The listed north portal of Clayton Tunnel features a complex and distinctive design, being turreted and castellated. In comparison, the south portal of the tunnel is relatively unremarkable and is unlisted. It is uncertain as to which individuals were responsible for its design; it has been suggested that the north portal was only designed as the tunnel neared completion. Plans were submitted at that time by chief engineer John Rastrick: It has been speculated that Rastrick had designed the northern portal, or that he had done so jointly with his sub-contractor, William Hoof, or that Hoof alone had done so.
The company's architect at the time was David Mocatta, but author David Cole has declared that there was nothing of substance connecting Mocatta to the endeavour, and noted Mocatta's general distaste for gothic architecture as a further reason against his involvement.

Large octagonal turrets that stand tall in the cutting are either side of the portal.

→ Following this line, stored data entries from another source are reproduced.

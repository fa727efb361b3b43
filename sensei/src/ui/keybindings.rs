//! Key and mouse dispatcher for sensei.
//!
//! Translates crossterm events into `AppState` mutations and returns a
//! `KeyAction` telling the event loop whether to keep going. Branches first
//! on `state.mode`, then on the focused panel.

use crossterm::event::{KeyCode, KeyEvent, KeyModifiers, MouseButton, MouseEvent, MouseEventKind};
use ratatui::layout::Position;

use sensei_core::types::Rating;

use crate::app::{AppState, Mode, PanelFocus};

#[derive(Debug, Clone, Copy, PartialEq, Eq)]
pub enum KeyAction {
    Continue,
    Quit,
}

pub fn handle_key(key: KeyEvent, state: &mut AppState) -> KeyAction {
    state.status_message = None;
    match state.mode {
        Mode::HelpOverlay => handle_help(key, state),
        Mode::Normal => handle_normal(key, state),
        Mode::Insert => handle_insert(key, state),
        Mode::Chat => handle_chat(key, state),
    }
}

// ---------------------------------------------------------------------------
// Normal mode
// ---------------------------------------------------------------------------

fn handle_normal(key: KeyEvent, state: &mut AppState) -> KeyAction {
    let handled = match state.focus {
        PanelFocus::Editor => handle_editor_key(key, state),
        PanelFocus::Report => handle_report_key(key, state),
    };
    if handled {
        return KeyAction::Continue;
    }

    match key.code {
        KeyCode::Char('r') => {
            state.run_analysis();
        }
        KeyCode::Char('l') => state.cycle_language(),
        KeyCode::Char('H') => state.set_focus(PanelFocus::Editor),
        KeyCode::Char('L') => state.set_focus(PanelFocus::Report),
        KeyCode::Char('<') => state.shrink_editor_panel(),
        KeyCode::Char('>') => state.grow_editor_panel(),
        KeyCode::Char('?') => {
            state.help_scroll = 0;
            state.mode = Mode::HelpOverlay;
        }
        KeyCode::Esc => state.clear_selection(),
        KeyCode::Char('q') => return KeyAction::Quit,
        KeyCode::Char('c') if key.modifiers.contains(KeyModifiers::CONTROL) => {
            return KeyAction::Quit;
        }
        _ => {}
    }
    KeyAction::Continue
}

/// Editor-panel navigation. Returns `true` if the key was consumed.
fn handle_editor_key(key: KeyEvent, state: &mut AppState) -> bool {
    let ctrl = key.modifiers.contains(KeyModifiers::CONTROL);
    let editor = &mut state.editor;
    match key.code {
        KeyCode::Char('i') => state.mode = Mode::Insert,
        KeyCode::Char('a') => {
            editor.move_right();
            state.mode = Mode::Insert;
        }
        KeyCode::Char('j') | KeyCode::Down => editor.move_down(),
        KeyCode::Char('k') | KeyCode::Up => editor.move_up(),
        KeyCode::Left => editor.move_left(),
        KeyCode::Right => editor.move_right(),
        KeyCode::Char('g') => editor.scroll_top(),
        KeyCode::Char('G') => editor.scroll_bottom(),
        KeyCode::Char('d') if ctrl => {
            let half = editor.half_page();
            editor.scroll_down(half);
        }
        KeyCode::Char('u') if ctrl => {
            let half = editor.half_page();
            editor.scroll_up(half);
        }
        _ => return false,
    }
    true
}

/// Report-panel keys. Returns `true` if the key was consumed.
fn handle_report_key(key: KeyEvent, state: &mut AppState) -> bool {
    let ctrl = key.modifiers.contains(KeyModifiers::CONTROL);
    let half = (state.report_viewport_height / 2).max(1);
    match key.code {
        KeyCode::Char('j') | KeyCode::Down => state.next_card(),
        KeyCode::Char('k') | KeyCode::Up => state.prev_card(),
        KeyCode::Enter | KeyCode::Char(' ') => state.toggle_expanded(),
        KeyCode::Tab => state.toggle_tab(),
        KeyCode::Char('i') => state.start_chat_input(),
        KeyCode::Char('x') => state.reset_chat(),
        KeyCode::Char('+') | KeyCode::Char('=') => state.vote(Rating::Helpful),
        KeyCode::Char('-') => state.vote(Rating::NotHelpful),
        KeyCode::Char('g') => state.report_scroll = 0,
        KeyCode::Char('G') => state.report_scroll = u16::MAX,
        KeyCode::Char('d') if ctrl => state.scroll_report_down(half),
        KeyCode::Char('u') if ctrl => state.scroll_report_up(half),
        _ => return false,
    }
    true
}

// ---------------------------------------------------------------------------
// Insert mode
// ---------------------------------------------------------------------------

fn handle_insert(key: KeyEvent, state: &mut AppState) -> KeyAction {
    let editor = &mut state.editor;
    let edited = match key.code {
        KeyCode::Esc => {
            state.mode = Mode::Normal;
            false
        }
        KeyCode::Char(c) if !key.modifiers.contains(KeyModifiers::CONTROL) => {
            editor.insert_char(c);
            true
        }
        KeyCode::Enter => {
            editor.insert_newline();
            true
        }
        KeyCode::Tab => {
            editor.insert_tab();
            true
        }
        KeyCode::Backspace => {
            editor.backspace();
            true
        }
        KeyCode::Delete => {
            editor.delete();
            true
        }
        KeyCode::Left => {
            editor.move_left();
            false
        }
        KeyCode::Right => {
            editor.move_right();
            false
        }
        KeyCode::Up => {
            editor.move_up();
            false
        }
        KeyCode::Down => {
            editor.move_down();
            false
        }
        KeyCode::Home => {
            editor.move_home();
            false
        }
        KeyCode::End => {
            editor.move_end();
            false
        }
        _ => false,
    };
    if edited {
        state.text_changed();
    }
    KeyAction::Continue
}

// ---------------------------------------------------------------------------
// Chat mode
// ---------------------------------------------------------------------------

fn handle_chat(key: KeyEvent, state: &mut AppState) -> KeyAction {
    match key.code {
        KeyCode::Esc => state.mode = Mode::Normal,
        KeyCode::Enter => {
            state.send_chat();
        }
        KeyCode::Backspace => {
            state.chat_input.pop();
        }
        KeyCode::Char(c) if !key.modifiers.contains(KeyModifiers::CONTROL) => {
            state.chat_input.push(c);
        }
        _ => {}
    }
    KeyAction::Continue
}

// ---------------------------------------------------------------------------
// HelpOverlay mode
// ---------------------------------------------------------------------------

fn handle_help(key: KeyEvent, state: &mut AppState) -> KeyAction {
    match key.code {
        KeyCode::Char('j') | KeyCode::Down => {
            state.help_scroll = state.help_scroll.saturating_add(1);
        }
        KeyCode::Char('k') | KeyCode::Up => {
            state.help_scroll = state.help_scroll.saturating_sub(1);
        }
        KeyCode::Char('g') => state.help_scroll = 0,
        KeyCode::Char('?') | KeyCode::Esc | KeyCode::Char('q') => state.mode = Mode::Normal,
        _ => {}
    }
    KeyAction::Continue
}

// ---------------------------------------------------------------------------
// Mouse events
// ---------------------------------------------------------------------------

/// Hover drives the active block; click focuses a panel or selects a card;
/// the wheel scrolls whatever is under the pointer.
pub fn handle_mouse(mouse: MouseEvent, state: &mut AppState) -> KeyAction {
    let pos = Position { x: mouse.column, y: mouse.row };
    if state.mode == Mode::HelpOverlay {
        match mouse.kind {
            MouseEventKind::ScrollUp => state.help_scroll = state.help_scroll.saturating_sub(3),
            MouseEventKind::ScrollDown => state.help_scroll = state.help_scroll.saturating_add(3),
            _ => {}
        }
        return KeyAction::Continue;
    }

    match mouse.kind {
        MouseEventKind::Moved => {
            let hovered = state.card_at(pos).cloned();
            state.set_pointer_block(hovered);
        }
        MouseEventKind::Down(MouseButton::Left) => handle_click(pos, state),
        MouseEventKind::ScrollUp => scroll_under(pos, state, false),
        MouseEventKind::ScrollDown => scroll_under(pos, state, true),
        _ => {}
    }
    KeyAction::Continue
}

fn handle_click(pos: Position, state: &mut AppState) {
    let [editor, report] = state.panel_rects;
    if editor.contains(pos) {
        if state.mode == Mode::Chat {
            state.mode = Mode::Normal;
        }
        state.set_focus(PanelFocus::Editor);
    } else if report.contains(pos) {
        state.set_focus(PanelFocus::Report);
        let clicked = state.card_at(pos).cloned();
        if let Some(id) = clicked {
            let index = state.session.cards().iter().position(|(meta, _)| meta.id() == id);
            if let Some(index) = index {
                state.select_card(index);
            }
        }
    }
}

fn scroll_under(pos: Position, state: &mut AppState, down: bool) {
    let [editor, report] = state.panel_rects;
    if editor.contains(pos) {
        if down {
            state.editor.scroll_down(3);
        } else {
            state.editor.scroll_up(3);
        }
    } else if report.contains(pos) {
        if down {
            state.scroll_report_down(3);
        } else {
            state.scroll_report_up(3);
        }
    }
}

#[cfg(test)]
mod tests {
    use super::*;
    use pretty_assertions::assert_eq;
    use ratatui::layout::Rect;
    use sensei_core::types::{AnalysisEntry, AnalysisResult, BlockMeta, QualityReport};

    fn press(state: &mut AppState, code: KeyCode) -> KeyAction {
        handle_key(KeyEvent::new(code, KeyModifiers::NONE), state)
    }

    fn moved(state: &mut AppState, x: u16, y: u16) {
        handle_mouse(
            MouseEvent {
                kind: MouseEventKind::Moved,
                column: x,
                row: y,
                modifiers: KeyModifiers::NONE,
            },
            state,
        );
    }

    fn analysed_state() -> AppState {
        let mut state = AppState::default();
        let pending = state.run_analysis().unwrap();
        let entry = |name: &str, start, end| AnalysisEntry {
            meta: BlockMeta {
                function_name: name.into(),
                start_line: start,
                end_line: end,
                code: String::new(),
            },
            analysis: Some(QualityReport {
                quality_score: 6.0,
                complexity_estimate: "O(n)".into(),
                plain_english_explanation: String::new(),
                issues: Vec::new(),
            }),
        };
        state.apply_analysis(
            &pending,
            Ok(AnalysisResult { results: vec![entry("a", 1, 2), entry("b", 4, 6)] }),
        );
        state
    }

    #[test]
    fn typing_in_insert_mode_reaches_the_session() {
        let mut state = AppState::default();
        press(&mut state, KeyCode::Char('i'));
        assert_eq!(state.mode, Mode::Insert);
        press(&mut state, KeyCode::Char('#'));
        assert!(state.session.document().text.starts_with('#'));
        // Insert-mode letters are text, not commands.
        assert_eq!(press(&mut state, KeyCode::Char('q')), KeyAction::Continue);
        press(&mut state, KeyCode::Esc);
        assert_eq!(state.mode, Mode::Normal);
        assert_eq!(press(&mut state, KeyCode::Char('q')), KeyAction::Quit);
    }

    #[test]
    fn language_key_cycles() {
        let mut state = AppState::default();
        press(&mut state, KeyCode::Char('l'));
        assert_eq!(state.session.document().language.label(), "JavaScript");
    }

    #[test]
    fn hovering_cards_moves_the_highlight() {
        let mut state = analysed_state();
        let a = BlockMeta { function_name: "a".into(), start_line: 1, end_line: 2, code: String::new() }.id();
        let b = BlockMeta { function_name: "b".into(), start_line: 4, end_line: 6, code: String::new() }.id();
        state.card_rects = vec![
            (a.clone(), Rect::new(50, 1, 40, 5)),
            (b.clone(), Rect::new(50, 6, 40, 5)),
        ];

        moved(&mut state, 60, 2);
        assert!(state.editor.is_highlighted(1));
        moved(&mut state, 60, 7);
        assert!(state.editor.is_highlighted(5));
        assert!(!state.editor.is_highlighted(1));
        moved(&mut state, 10, 7);
        assert!(state.session.active_block().is_none());
    }

    #[test]
    fn report_keys_drive_the_selected_card() {
        let mut state = analysed_state();
        press(&mut state, KeyCode::Char('L'));
        press(&mut state, KeyCode::Char('j'));
        let id = state.selected_block().unwrap();
        assert_eq!(id.function_name, "b");

        press(&mut state, KeyCode::Enter);
        assert!(!state.session.card(&id).expanded);

        press(&mut state, KeyCode::Char('+'));
        press(&mut state, KeyCode::Char('-'));
        assert_eq!(state.session.card(&id).vote, Some(Rating::Helpful));
        assert_eq!(state.status_message.as_deref(), Some("Already rated"));
    }
}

During 1849, these towers were converted for use by the line's signalmen. A further feature of the north portal is its attached single-storey cottage, which is perched directly over the line, which has been described as being one of the more unusual and photogenic railway locations in the UK. This cottage, which is built in contrasting red brick and sits curiously off-centre, was added in 1849 at a cost of £70. It was originally used to house the tunnel's care taker and his family. It is presently a private dwelling as well as being a Grade II listed building, having been designated as such on 11 May 1983.

== Accident ==

The West Sussex tunnel was the site of an early form of "automatic" signal invented by CF Whitworth. Far from being automatic in operation, this was merely a signal that was operated by the signalman on duty but that returned to 'danger' once the train had passed, by means of a treadle. Clayton Tunnel had such a signal at each end, and it was the failure of the signalman to ensure that the signal had returned to danger that led to the worst ever accident on that line on 25 August 1861.

Three trains left Brighton within a very short time. Having signalled one train correctly, the signalman at the southern portal manually returned the signal to danger too late for the second train, but was unaware that his attempts to alert its driver by waving a flag had been successful. The second train stopped well inside the tunnel, and as it was slowly reversing towards him the signaller misunderstood a 'tunnel clear' message from the north box as indicating that the second train had cleared the tunnel when it in it fact referring to the first. The signaller then allowed the third train to enter the tunnel, colliding with the reversing second train with the loss of 23 lives and 176 injured.